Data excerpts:

┄┄┄┄┄┄┄┄┄┄┄┄┄┄┄┄┄┄┄┄

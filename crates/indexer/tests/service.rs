// Copyright 2026 Boundless Foundation, Inc.
//
// Licensed under the Apache License, Version 2.0 (the "License");
// you may not use this file except in compliance with the License.
// You may obtain a copy of the License at
//
//     http://www.apache.org/licenses/LICENSE-2.0
//
// Unless required by applicable law or agreed to in writing, software
// distributed under the License is distributed on an "AS IS" BASIS,
// WITHOUT WARRANTIES OR CONDITIONS OF ANY KIND, either express or implied.
// See the License for the specific language governing permissions and
// limitations under the License.

//! Drives the polling runner against a minimal JSON-RPC node served over HTTP.

use std::{
    collections::HashSet,
    future::IntoFuture,
    sync::{Arc, Mutex},
    time::Duration,
};

use alloy::{
    primitives::{Address, B256},
    rpc::types::Log,
};
use axum::{extract::State, routing::post, Json, Router};
use serde_json::{json, Value};
use staking_indexer::{
    contracts::STAKING_EVENT_SIGNATURES,
    test_utils::{encode_log, EventBuilder, TestDb, TEST_STAKING_CONTRACT},
    IndexerDb, IndexerService, IndexerServiceConfig, PageRequest, ServiceError,
};
use tokio::net::TcpListener;
use url::Url;

/// Chain state behind the fake node.
#[derive(Default)]
struct Chain {
    head: u64,
    logs: Vec<Log>,
    /// Remaining successful `eth_blockNumber` answers, unlimited when `None`.
    block_number_answers: Option<usize>,
    get_logs_failures: usize,
    /// Every `eth_getLogs` window requested, failed ones included.
    windows: Vec<(u64, u64)>,
    addresses: HashSet<Address>,
    topics: HashSet<B256>,
}

fn quantity(value: &Value) -> Result<u64, String> {
    let hex = value.as_str().ok_or_else(|| format!("expected a quantity, got {value}"))?;
    u64::from_str_radix(hex.trim_start_matches("0x"), 16).map_err(|e| e.to_string())
}

// A filter field is either a single value or a list of alternatives.
fn one_or_many<T: serde::de::DeserializeOwned>(value: &Value) -> Result<Vec<T>, String> {
    let values = match value {
        Value::Null => vec![],
        Value::Array(items) => items.clone(),
        other => vec![other.clone()],
    };
    values.into_iter().map(|v| serde_json::from_value(v).map_err(|e| e.to_string())).collect()
}

impl Chain {
    fn block_number(&mut self) -> Result<Value, String> {
        match self.block_number_answers.as_mut() {
            Some(0) => Err("node unavailable".into()),
            Some(left) => {
                *left -= 1;
                Ok(json!(format!("{:#x}", self.head)))
            }
            None => Ok(json!(format!("{:#x}", self.head))),
        }
    }

    fn get_logs(&mut self, filter: &Value) -> Result<Value, String> {
        let from = quantity(&filter["fromBlock"])?;
        let to = quantity(&filter["toBlock"])?;
        self.windows.push((from, to));
        if self.get_logs_failures > 0 {
            self.get_logs_failures -= 1;
            return Err("upstream timeout".into());
        }

        let addresses: Vec<Address> = one_or_many(&filter["address"])?;
        let topics: Vec<B256> = one_or_many(&filter["topics"][0])?;
        self.addresses.extend(addresses.iter().copied());
        self.topics.extend(topics.iter().copied());

        let matched: Vec<&Log> = self
            .logs
            .iter()
            .filter(|log| log.block_number.is_some_and(|b| (from..=to).contains(&b)))
            .filter(|log| addresses.is_empty() || addresses.contains(&log.address()))
            .filter(|log| {
                topics.is_empty() || log.topic0().is_some_and(|topic| topics.contains(topic))
            })
            .collect();
        serde_json::to_value(matched).map_err(|e| e.to_string())
    }
}

async fn rpc(State(chain): State<Arc<Mutex<Chain>>>, Json(request): Json<Value>) -> Json<Value> {
    let id = request["id"].clone();
    let result = {
        let mut chain = chain.lock().unwrap();
        match request["method"].as_str() {
            Some("eth_blockNumber") => chain.block_number(),
            Some("eth_getLogs") => chain.get_logs(&request["params"][0]),
            other => Err(format!("unsupported method {other:?}")),
        }
    };
    Json(match result {
        Ok(result) => json!({ "jsonrpc": "2.0", "id": id, "result": result }),
        Err(message) => json!({
            "jsonrpc": "2.0",
            "id": id,
            "error": { "code": -32000, "message": message },
        }),
    })
}

async fn spawn_node(chain: Chain) -> (Url, Arc<Mutex<Chain>>) {
    let state = Arc::new(Mutex::new(chain));
    let app = Router::new().route("/", post(rpc)).with_state(state.clone());
    let listener = TcpListener::bind("127.0.0.1:0").await.unwrap();
    let addr = listener.local_addr().unwrap();
    tokio::spawn(axum::serve(listener, app).into_future());
    (format!("http://{addr}/").parse().unwrap(), state)
}

async fn service(
    url: Url,
    test_db: &TestDb,
    retries: u32,
    batch_size: u64,
) -> IndexerService<alloy::providers::RootProvider> {
    let config = IndexerServiceConfig { interval: Duration::from_millis(10), retries, batch_size };
    IndexerService::new(url, TEST_STAKING_CONTRACT, &test_db.db_url, config).await.unwrap()
}

fn windows(chain: &Arc<Mutex<Chain>>) -> Vec<(u64, u64)> {
    chain.lock().unwrap().windows.clone()
}

#[tokio::test]
async fn run_indexes_every_batch_and_stops_at_end_block() {
    let test_db = TestDb::new().await.unwrap();
    let alice = EventBuilder::new(Address::repeat_byte(0xa1));
    let bob = EventBuilder::new(Address::repeat_byte(0xb0));

    let mut foreign = encode_log(&alice.stake(12, 0, 999, 1_012, 999));
    foreign.inner.address = Address::repeat_byte(0xee);
    let logs = vec![
        encode_log(&alice.stake(10, 0, 100, 1_010, 100)),
        encode_log(&bob.stake(11, 0, 50, 1_011, 150)),
        foreign,
        encode_log(&alice.reward_claim(13, 0, 5, 1_013, 150)),
        encode_log(&bob.withdraw(16, 0, 20, 1_016, 130)),
        encode_log(&alice.emergency_withdraw(19, 0, 100, 10, 1_019, 30)),
        encode_log(&bob.stake(25, 0, 70, 1_025, 100)),
    ];
    let (url, chain) = spawn_node(Chain { head: 40, logs, ..Default::default() }).await;

    let mut service = service(url, &test_db, 2, 3).await;
    service.run(Some(10), Some(20)).await.unwrap();

    assert_eq!(windows(&chain), vec![(10, 13), (14, 17), (18, 20)]);
    assert_eq!(test_db.db.get_last_block().await.unwrap(), Some(20));
    {
        let chain = chain.lock().unwrap();
        assert_eq!(chain.addresses, HashSet::from([TEST_STAKING_CONTRACT]));
        assert_eq!(chain.topics, STAKING_EVENT_SIGNATURES.iter().copied().collect::<HashSet<_>>());
    }

    let stats = test_db.db.get_protocol_stats().await.unwrap().unwrap();
    assert_eq!(stats.total_users, 2);
    assert_eq!(stats.total_stake_events, 2);
    assert_eq!(stats.total_withdraw_events, 1);
    assert_eq!(stats.total_emergency_withdraw_events, 1);
    assert_eq!(stats.total_rewards_claimed_events, 1);
    assert_eq!(stats.last_updated_block, 19);

    // block 25 lies past the end block and is left for a later run
    let stakes =
        test_db.db.list_stake_events(bob.user(), PageRequest::new(0, 10).unwrap()).await.unwrap();
    assert_eq!(stakes.items.len(), 1);
    assert_eq!(stakes.items[0].meta.block_number, 11);
}

#[tokio::test]
async fn run_resumes_after_the_last_processed_block() {
    let test_db = TestDb::new().await.unwrap();
    let alice = EventBuilder::new(Address::repeat_byte(0xa1));
    let logs = vec![
        encode_log(&alice.stake(12, 0, 100, 1_012, 100)),
        encode_log(&alice.stake(15, 0, 40, 1_015, 140)),
    ];
    let (url, chain) = spawn_node(Chain { head: 40, logs, ..Default::default() }).await;
    test_db.db.set_last_block(13).await.unwrap();

    let mut service = service(url, &test_db, 2, 10).await;
    service.run(Some(5), Some(17)).await.unwrap();

    assert_eq!(windows(&chain), vec![(14, 17)]);
    assert_eq!(test_db.db.get_last_block().await.unwrap(), Some(17));
    let stats = test_db.db.get_user_stats(alice.user()).await.unwrap().unwrap();
    assert_eq!(stats.stake_count, 1);
    assert_eq!(stats.first_stake_timestamp, Some(1_015));
}

#[tokio::test]
async fn run_gives_up_when_the_node_stays_unreachable() {
    let test_db = TestDb::new().await.unwrap();
    let (url, chain) =
        spawn_node(Chain { head: 40, block_number_answers: Some(1), ..Default::default() }).await;

    let mut service = service(url, &test_db, 2, 10).await;
    let err = service.run(Some(10), None).await.unwrap_err();

    assert!(matches!(err, ServiceError::MaxRetries), "unexpected error: {err:?}");
    assert!(windows(&chain).is_empty());
    assert_eq!(test_db.db.get_last_block().await.unwrap(), None);
}

#[tokio::test]
async fn run_retries_a_failed_batch() {
    let test_db = TestDb::new().await.unwrap();
    let alice = EventBuilder::new(Address::repeat_byte(0xa1));
    let logs = vec![encode_log(&alice.stake(11, 0, 100, 1_011, 100))];
    let (url, chain) =
        spawn_node(Chain { head: 30, logs, get_logs_failures: 1, ..Default::default() }).await;

    let mut service = service(url, &test_db, 2, 5).await;
    service.run(Some(10), Some(12)).await.unwrap();

    assert_eq!(windows(&chain), vec![(10, 12), (10, 12)]);
    assert_eq!(test_db.db.get_last_block().await.unwrap(), Some(12));
    let stats = test_db.db.get_protocol_stats().await.unwrap().unwrap();
    assert_eq!(stats.total_stake_events, 1);
    assert_eq!(stats.total_users, 1);
}

#[tokio::test]
async fn run_rejects_an_end_block_before_the_start() {
    let test_db = TestDb::new().await.unwrap();
    let (url, chain) = spawn_node(Chain { head: 40, ..Default::default() }).await;

    let mut service = service(url, &test_db, 2, 10).await;
    let err = service.run(Some(30), Some(20)).await.unwrap_err();

    assert!(matches!(err, ServiceError::Error(_)), "unexpected error: {err:?}");
    assert!(windows(&chain).is_empty());
}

┄┄┄┄┄┄┄┄┄┄┄┄┄┄┄┄┄┄┄┄

» **Task prompt**: Every line above that holds the word "ServiceError" should be copied out.

» **Answer box**:
    IndexerDb, IndexerService, IndexerServiceConfig, PageRequest, ServiceError,
    assert!(matches!(err, ServiceError::MaxRetries), "unexpected error: {err:?}");
    assert!(matches!(err, ServiceError::Error(_)), "unexpected error: {err:?}");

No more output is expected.